5.23 The role of DPH was seen to be essential to provide leadership at local level, to challenge policy, to link the domains of public health, and to work with the Chief Medical Officer and Scottish Government in relation to the development of policy. On this latter point, it was suggested that the DPH leadership role could be strengthened in relation to the bridge it provided to national policy.

5.24 It was specifically suggested that the DPH should have a role in relation to the new Integration Joint Boards, local authority committees, and community planning partnerships, as well as having an executive role in the Health Board. Indeed the DPH role in relation to strengthening partnerships of all kinds was thought to be vital.

5.25 The annual reports provided by the DPHs were thought to be a significant contribution in highlighting effective action and practice. However, there was comment that greater consistency between these reports might be helpful.

5.26 It was not clear how the DPH role would translate into the new policy / organisational context, as it was not thought realistic for each IJB to have its own DPH. It was suggested however, that leadership capacity in public health could be increased by providing greater opportunities for non-medics to take on public health leadership roles.

Leadership training

5.27 Paragraph 5.12 (above) sets out the skills which respondents thought were required by public health leaders. The final theme discussed by respondents was in relation to the training and professional development of public health leaders. The subject of training and professional development for the wider public health workforce will be discussed in detail in Chapter 8, in relation to Question 5.[6] This section, therefore, focuses mainly on leadership training.

5.28 There was a general view among respondents that ‘more’ and ‘better’ leadership training opportunities were needed, both for the core public health workforce and for the wider public health workforce. It was noted that the development of leadership and management capabilities across the NHS is a key priority of the 2020 Workforce Vision.

5.29 In relation to training for the core (specialist) public health workforce, there were comments that the leadership aspect of post-graduate public health training could be developed further – although the point was also made that ‘creating effective leaders in public health requires a lot more than just training’. Respondents suggested that the inclusion of leadership skills in postgraduate courses and continuing professional development should be more systematic and consistent.

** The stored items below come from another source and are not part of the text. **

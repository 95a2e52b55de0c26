use std::sync::atomic::{AtomicU64, Ordering};
use std::sync::{Arc, Mutex, PoisonError};
use std::time::Duration;

use tokio::sync::mpsc::{self, error::TrySendError};
use tokio::task::JoinHandle;
use tracing::{debug, error, info, warn};

use ledgergate_events::{NotificationPublisher, PublishError, TransferNotification, TransferNotifier};

use super::backoff;

/// How hard the worker tries before dropping a notification.
#[derive(Debug, Clone, PartialEq, Eq)]
pub struct DeliveryPolicy {
    /// Publish attempts per notification, including the first.
    pub max_attempts: u32,
    /// Upper bound on waiting for one broker confirm.
    pub publish_timeout: Duration,
    pub retry_base_delay: Duration,
    pub retry_max_delay: Duration,
    pub queue_capacity: usize,
}

impl Default for DeliveryPolicy {
    fn default() -> Self {
        Self {
            max_attempts: 3,
            publish_timeout: Duration::from_secs(2),
            retry_base_delay: Duration::from_millis(100),
            retry_max_delay: Duration::from_secs(2),
            queue_capacity: 1024,
        }
    }
}

/// Queue-backed [`TransferNotifier`].
///
/// `notify` never waits: it enqueues or drops. A single worker task drains the
/// queue in order and publishes with bounded retries.
pub struct NotificationDispatcher {
    sender: Mutex<Option<mpsc::Sender<TransferNotification>>>,
    worker: Mutex<Option<JoinHandle<()>>>,
    publisher: Arc<dyn NotificationPublisher>,
    dropped: AtomicU64,
}

impl std::fmt::Debug for NotificationDispatcher {
    fn fmt(&self, f: &mut std::fmt::Formatter<'_>) -> std::fmt::Result {
        f.debug_struct("NotificationDispatcher")
            .field("dropped", &self.dropped())
            .finish_non_exhaustive()
    }
}

impl NotificationDispatcher {
    /// Start the delivery worker on the current tokio runtime.
    pub fn spawn(publisher: Arc<dyn NotificationPublisher>, policy: DeliveryPolicy) -> Self {
        let (tx, rx) = mpsc::channel(policy.queue_capacity.max(1));
        let worker = tokio::spawn(run_worker(rx, publisher.clone(), policy));

        Self {
            sender: Mutex::new(Some(tx)),
            worker: Mutex::new(Some(worker)),
            publisher,
            dropped: AtomicU64::new(0),
        }
    }

    /// Notifications discarded because the queue was full or closed.
    pub fn dropped(&self) -> u64 {
        self.dropped.load(Ordering::Relaxed)
    }

    /// Stop accepting notifications, drain the queue, then close the publisher.
    ///
    /// Idempotent.
    pub async fn shutdown(&self) {
        drop(self.sender.lock().unwrap_or_else(PoisonError::into_inner).take());

        let worker = self.worker.lock().unwrap_or_else(PoisonError::into_inner).take();
        if let Some(worker) = worker {
            if let Err(e) = worker.await {
                error!(error = %e, "notification worker aborted");
            }
            self.publisher.close().await;
            info!(dropped = self.dropped(), "notification dispatcher stopped");
        }
    }
}

impl TransferNotifier for NotificationDispatcher {
    fn notify(&self, notification: TransferNotification) {
        let guard = self.sender.lock().unwrap_or_else(PoisonError::into_inner);
        let Some(sender) = guard.as_ref() else {
            self.dropped.fetch_add(1, Ordering::Relaxed);
            warn!(
                transaction_id = %notification.transaction_id,
                "dispatcher stopped; notification dropped"
            );
            return;
        };

        match sender.try_send(notification) {
            Ok(()) => {}
            Err(TrySendError::Full(n)) => {
                self.dropped.fetch_add(1, Ordering::Relaxed);
                warn!(transaction_id = %n.transaction_id, "notification queue full; dropped");
            }
            Err(TrySendError::Closed(n)) => {
                self.dropped.fetch_add(1, Ordering::Relaxed);
                warn!(transaction_id = %n.transaction_id, "notification worker gone; dropped");
            }
        }
    }
}

async fn run_worker(
    mut rx: mpsc::Receiver<TransferNotification>,
    publisher: Arc<dyn NotificationPublisher>,
    policy: DeliveryPolicy,
) {
    while let Some(notification) = rx.recv().await {
        // Failures are logged inside; the event is dropped either way.
        let _ = deliver(publisher.as_ref(), &notification, &policy).await;
    }
    debug!("notification queue closed and drained");
}

/// Publish one notification with bounded, timed attempts.
///
/// Returns the number of attempts on success.
pub(crate) async fn deliver(
    publisher: &dyn NotificationPublisher,
    notification: &TransferNotification,
    policy: &DeliveryPolicy,
) -> Result<u32, PublishError> {
    let max_attempts = policy.max_attempts.max(1);
    let mut attempt = 0;

    loop {
        attempt += 1;
        let outcome = match tokio::time::timeout(policy.publish_timeout, publisher.publish(notification)).await {
            Ok(result) => result,
            // A lost confirm may still have been persisted; retrying keeps
            // delivery at-least-once.
            Err(_) => Err(PublishError::Connection(format!(
                "no confirm within {}ms",
                policy.publish_timeout.as_millis()
            ))),
        };

        match outcome {
            Ok(()) => {
                info!(
                    transaction_id = %notification.transaction_id,
                    attempt,
                    "notification published"
                );
                return Ok(attempt);
            }
            Err(e) if e.is_retriable() && attempt < max_attempts => {
                let delay = backoff(policy.retry_base_delay, attempt, policy.retry_max_delay);
                warn!(
                    transaction_id = %notification.transaction_id,
                    attempt,
                    error = %e,
                    retry_in_ms = delay.as_millis() as u64,
                    "notification publish failed; retrying"
                );
                tokio::time::sleep(delay).await;
            }
            Err(e) => {
                error!(
                    transaction_id = %notification.transaction_id,
                    attempt,
                    error = %e,
                    "notification publish failed; dropping"
                );
                return Err(e);
            }
        }
    }
}

#[cfg(test)]
mod tests {
    use super::*;
    use async_trait::async_trait;
    use ledgergate_events::InMemoryPublisher;

    fn fast_policy() -> DeliveryPolicy {
        DeliveryPolicy {
            max_attempts: 3,
            publish_timeout: Duration::from_millis(50),
            retry_base_delay: Duration::from_millis(1),
            retry_max_delay: Duration::from_millis(5),
            queue_capacity: 8,
        }
    }

    fn sample(id: &str) -> TransferNotification {
        TransferNotification::transaction("alice@example.com", id, 500)
    }

    /// Never answers, like a broker that swallowed the confirm.
    struct SilentPublisher;

    #[async_trait]
    impl NotificationPublisher for SilentPublisher {
        async fn publish(&self, _: &TransferNotification) -> Result<(), PublishError> {
            std::future::pending().await
        }
    }

    #[tokio::test]
    async fn transient_failures_are_retried() {
        let publisher = InMemoryPublisher::failing(2);
        let attempts = deliver(&publisher, &sample("t-1"), &fast_policy()).await.unwrap();

        assert_eq!(attempts, 3);
        assert_eq!(publisher.published(), vec![sample("t-1")]);
    }

    #[tokio::test]
    async fn gives_up_after_max_attempts() {
        let publisher = InMemoryPublisher::failing(10);
        let err = deliver(&publisher, &sample("t-1"), &fast_policy()).await.unwrap_err();

        assert!(matches!(err, PublishError::Connection(_)));
        assert_eq!(publisher.attempts(), 3);
        assert!(publisher.published().is_empty());
    }

    #[tokio::test]
    async fn broker_refusal_is_not_retried() {
        let publisher = InMemoryPublisher::new();
        publisher.close().await;

        let err = deliver(&publisher, &sample("t-1"), &fast_policy()).await.unwrap_err();
        assert_eq!(err, PublishError::Closed);
        assert_eq!(publisher.attempts(), 1);
    }

    #[tokio::test]
    async fn missing_confirm_times_out_each_attempt() {
        let mut policy = fast_policy();
        policy.max_attempts = 2;
        policy.publish_timeout = Duration::from_millis(10);

        let err = deliver(&SilentPublisher, &sample("t-1"), &policy).await.unwrap_err();
        assert!(err.to_string().contains("no confirm within 10ms"));
    }

    #[tokio::test]
    async fn shutdown_drains_queue_and_closes_publisher() {
        let publisher = Arc::new(InMemoryPublisher::failing(1));
        let dispatcher = NotificationDispatcher::spawn(publisher.clone(), fast_policy());

        dispatcher.notify(sample("t-1"));
        dispatcher.notify(sample("t-2"));
        dispatcher.shutdown().await;

        assert_eq!(publisher.published(), vec![sample("t-1"), sample("t-2")]);
        assert!(publisher.is_closed());
        assert_eq!(dispatcher.dropped(), 0);

        dispatcher.notify(sample("t-3"));
        assert_eq!(dispatcher.dropped(), 1);
        dispatcher.shutdown().await;
    }

    #[tokio::test]
    async fn full_queue_drops_instead_of_blocking() {
        let mut policy = fast_policy();
        policy.queue_capacity = 1;
        policy.max_attempts = 1;
        policy.publish_timeout = Duration::from_millis(200);
        let dispatcher = NotificationDispatcher::spawn(Arc::new(SilentPublisher), policy);

        for i in 0..5 {
            dispatcher.notify(sample(&format!("t-{i}")));
        }

        // The worker holds at most one in flight and one queued.
        assert!(dispatcher.dropped() >= 3);
        dispatcher.shutdown().await;
    }
}
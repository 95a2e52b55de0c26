use serde::{Deserialize, Serialize};

use ledgergate_accounting::{
    AccountCreated, BalancePoint, BalanceReport, CreateAccount, GetBalance, GetMovements,
    Movement, MovementHistory, TransferCompleted, TransferFunds,
};

// -------------------------
// Request DTOs
// -------------------------

#[derive(Debug, Deserialize)]
#[serde(rename_all = "camelCase")]
pub struct CreateAccountRequest {
    pub user_id: String,
    pub username: String,
    #[serde(default)]
    pub bank: bool,
}

#[derive(Debug, Deserialize)]
#[serde(rename_all = "camelCase")]
pub struct TransferFundsRequest {
    pub from_user_id: String,
    pub to_user_id: String,
    pub amount: u64,
    #[serde(default)]
    pub from_user_email: Option<String>,
}

/// Times are microseconds since the epoch; omitted or `0` means unset.
#[derive(Debug, Deserialize)]
#[serde(rename_all = "camelCase")]
pub struct GetBalanceRequest {
    pub user_id: String,
    #[serde(default)]
    pub from_time: u64,
    #[serde(default)]
    pub to_time: u64,
}

#[derive(Debug, Deserialize)]
#[serde(rename_all = "camelCase")]
pub struct GetMovementsRequest {
    pub user_id: String,
    #[serde(default)]
    pub from_time: u64,
    #[serde(default)]
    pub to_time: u64,
    #[serde(default)]
    pub limit: bool,
}

impl From<CreateAccountRequest> for CreateAccount {
    fn from(r: CreateAccountRequest) -> Self {
        Self {
            user_id: r.user_id,
            username: r.username,
            bank: r.bank,
        }
    }
}

impl From<TransferFundsRequest> for TransferFunds {
    fn from(r: TransferFundsRequest) -> Self {
        Self {
            from_user_id: r.from_user_id,
            to_user_id: r.to_user_id,
            amount: r.amount,
            from_user_email: r.from_user_email,
        }
    }
}

impl From<GetBalanceRequest> for GetBalance {
    fn from(r: GetBalanceRequest) -> Self {
        Self {
            user_id: r.user_id,
            from_time: r.from_time,
            to_time: r.to_time,
        }
    }
}

impl From<GetMovementsRequest> for GetMovements {
    fn from(r: GetMovementsRequest) -> Self {
        Self {
            user_id: r.user_id,
            from_time: r.from_time,
            to_time: r.to_time,
            limit: r.limit,
        }
    }
}

// -------------------------
// Response DTOs
// -------------------------
//
// Amounts are 128-bit on the engine side, so they travel as decimal strings.

#[derive(Debug, Serialize)]
#[serde(rename_all = "camelCase")]
pub struct CreateAccountResponse {
    pub success: bool,
    pub message: String,
    pub user_id: String,
    pub timestamp: String,
}

impl From<AccountCreated> for CreateAccountResponse {
    fn from(c: AccountCreated) -> Self {
        Self {
            success: true,
            message: format!("Account created for {} with id: {}", c.username, c.user_id),
            user_id: c.user_id.to_string(),
            timestamp: c.timestamp,
        }
    }
}

#[derive(Debug, Serialize)]
#[serde(rename_all = "camelCase")]
pub struct TransferFundsResponse {
    pub success: bool,
    pub message: String,
    pub transfer_id: String,
    pub timestamp: String,
}

impl From<TransferCompleted> for TransferFundsResponse {
    fn from(t: TransferCompleted) -> Self {
        Self {
            success: true,
            message: format!(
                "Transferred {} from {} to {}",
                t.amount, t.from_user_id, t.to_user_id
            ),
            transfer_id: t.transfer_id.to_string(),
            timestamp: t.timestamp,
        }
    }
}

#[derive(Debug, Serialize)]
pub struct BalanceEntry {
    pub income: String,
    pub outcome: String,
}

impl From<&BalancePoint> for BalanceEntry {
    fn from(p: &BalancePoint) -> Self {
        Self {
            income: p.income.to_string(),
            outcome: p.outcome.to_string(),
        }
    }
}

#[derive(Debug, Serialize)]
pub struct BalanceResponse {
    pub success: bool,
    pub message: String,
    pub current: String,
    pub timestamp: String,
    pub balances: Vec<BalanceEntry>,
}

impl From<BalanceReport> for BalanceResponse {
    fn from(r: BalanceReport) -> Self {
        let message = if r.balances.is_empty() {
            format!("No balances found for {}", r.user_id)
        } else {
            format!("Balances for {}.", r.user_id)
        };
        Self {
            success: true,
            message,
            current: r.current.to_string(),
            timestamp: r.timestamp,
            balances: r.balances.iter().map(BalanceEntry::from).collect(),
        }
    }
}

#[derive(Debug, Serialize)]
#[serde(rename_all = "camelCase")]
pub struct MovementEntry {
    pub transfer_id: String,
    pub from_username: String,
    pub to_username: String,
    pub amount: String,
    pub timestamp: String,
}

impl From<Movement> for MovementEntry {
    fn from(m: Movement) -> Self {
        Self {
            transfer_id: m.transfer_id.to_string(),
            from_username: m.from_username,
            to_username: m.to_username,
            amount: m.amount.to_string(),
            timestamp: m.timestamp,
        }
    }
}

#[derive(Debug, Serialize)]
pub struct MovementsResponse {
    pub success: bool,
    pub message: String,
    pub movements: Vec<MovementEntry>,
}

impl From<MovementHistory> for MovementsResponse {
    fn from(h: MovementHistory) -> Self {
        let message = if h.movements.is_empty() {
            format!("No movements found for {}", h.user_id)
        } else {
            format!("History of movements for: {}", h.user_id)
        };
        Self {
            success: true,
            message,
            movements: h.movements.into_iter().map(MovementEntry::from).collect(),
        }
    }
}

#[cfg(test)]
mod tests {
    use super::*;
    use ledgergate_core::{AccountId, TimeWindow};

    #[test]
    fn requests_use_camel_case_and_optional_fields() {
        let r: TransferFundsRequest = serde_json::from_value(serde_json::json!({
            "fromUserId": "a",
            "toUserId": "b",
            "amount": 5,
        }))
        .unwrap();
        assert_eq!(r.from_user_email, None);

        let r: GetMovementsRequest =
            serde_json::from_value(serde_json::json!({ "userId": "a" })).unwrap();
        assert_eq!((r.from_time, r.to_time, r.limit), (0, 0, false));
    }

    #[test]
    fn empty_balance_reports_zero_with_not_found_message() {
        let user_id = AccountId::new();
        let body = serde_json::to_value(BalanceResponse::from(BalanceReport {
            user_id,
            current: 0,
            balances: vec![],
            window: TimeWindow::resolve(0, 1, 1).unwrap(),
            timestamp: "2024-01-01 00:00".to_string(),
        }))
        .unwrap();

        assert_eq!(body["success"], true);
        assert_eq!(body["current"], "0");
        assert_eq!(body["message"], format!("No balances found for {user_id}"));
        assert_eq!(body["balances"], serde_json::json!([]));
    }

    #[test]
    fn negative_balances_render_as_signed_decimal() {
        let body = serde_json::to_value(BalanceResponse::from(BalanceReport {
            user_id: AccountId::new(),
            current: -700,
            balances: vec![BalancePoint {
                income: 300,
                outcome: 1_000,
            }],
            window: TimeWindow::resolve(0, 1, 1).unwrap(),
            timestamp: String::new(),
        }))
        .unwrap();

        assert_eq!(body["current"], "-700");
        assert_eq!(body["balances"][0], serde_json::json!({"income": "300", "outcome": "1000"}));
    }
}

5.30 While respondents believed there was some value in the ‘generic’ leadership programmes currently provided within the NHS in Scotland, there was a view that a specific public health leadership training programme could be better. One respondent pointed to Durham University’s ‘Leading Health and Wellbeing’ programme as an example. There was also a suggestion that it may be necessary to review the leadership training currently delivered by NHS Education for Scotland (NES) to ensure that this programme addresses the challenges of providing leadership across organisations.

5.31 More generally, respondents suggested that providing opportunities for ‘peer challenge’ and ‘shared learning’ could be beneficial.